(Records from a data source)

○ ○ ○

//! Ambient Render Context
//!
//! Code running inside a render pass can reach the active [`RenderContext`]
//! without it being passed down explicitly. The slot is thread-local: render
//! and reconcile phases run on one logical thread, and a render pass on one
//! thread must never leak into another.
//!
//! # Implementation
//!
//! Entering a render pass fills the slot and returns an [`AmbientGuard`].
//! Dropping the guard empties the slot again, so the slot is cleared on
//! every exit path, including a panic unwinding out of the render closure.
//!
//! Nesting is rejected: at most one context is ambient per thread.

use std::cell::RefCell;

use super::RenderContext;
use crate::error::{Result, SubscriptionError};

thread_local! {
    static CURRENT: RefCell<Option<RenderContext>> = const { RefCell::new(None) };
}

/// Guard that clears the ambient slot when dropped.
#[must_use = "the context stops being ambient as soon as the guard is dropped"]
pub struct AmbientGuard {
    context: RenderContext,
}

impl AmbientGuard {
    /// Make `context` the ambient context for this thread.
    pub(crate) fn enter(context: &RenderContext) -> Result<Self> {
        CURRENT.with(|slot| {
            let mut slot = slot.borrow_mut();
            if let Some(current) = slot.as_ref() {
                return Err(SubscriptionError::NestedRender {
                    current: current.id().clone(),
                    entering: context.id().clone(),
                });
            }
            *slot = Some(context.clone());
            Ok(())
        })?;

        Ok(Self {
            context: context.clone(),
        })
    }

    pub fn context(&self) -> &RenderContext {
        &self.context
    }
}

impl Drop for AmbientGuard {
    fn drop(&mut self) {
        CURRENT.with(|slot| {
            let taken = slot.borrow_mut().take();

            if let Some(taken) = taken {
                debug_assert_eq!(
                    taken.id(),
                    self.context.id(),
                    "AmbientGuard mismatch: expected {}, got {}",
                    self.context.id(),
                    taken.id()
                );
            }
        });
    }
}

/// The ambient context of this thread, if a render pass is running.
pub(crate) fn current() -> Option<RenderContext> {
    CURRENT.with(|slot| slot.borrow().clone())
}

pub(crate) fn is_active() -> bool {
    CURRENT.with(|slot| slot.borrow().is_some())
}
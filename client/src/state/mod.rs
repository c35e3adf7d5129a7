//! Shared client-side state modules.
//!
//! DESIGN
//! ======
//! `credentials` owns the persisted bearer token; `session` is the reactive
//! snapshot of it that route guards and navigation chrome read.

pub mod credentials;
pub mod session;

○ ○ ○

Within the records above, find every line holding the word "being" and give the total as a bare number.

2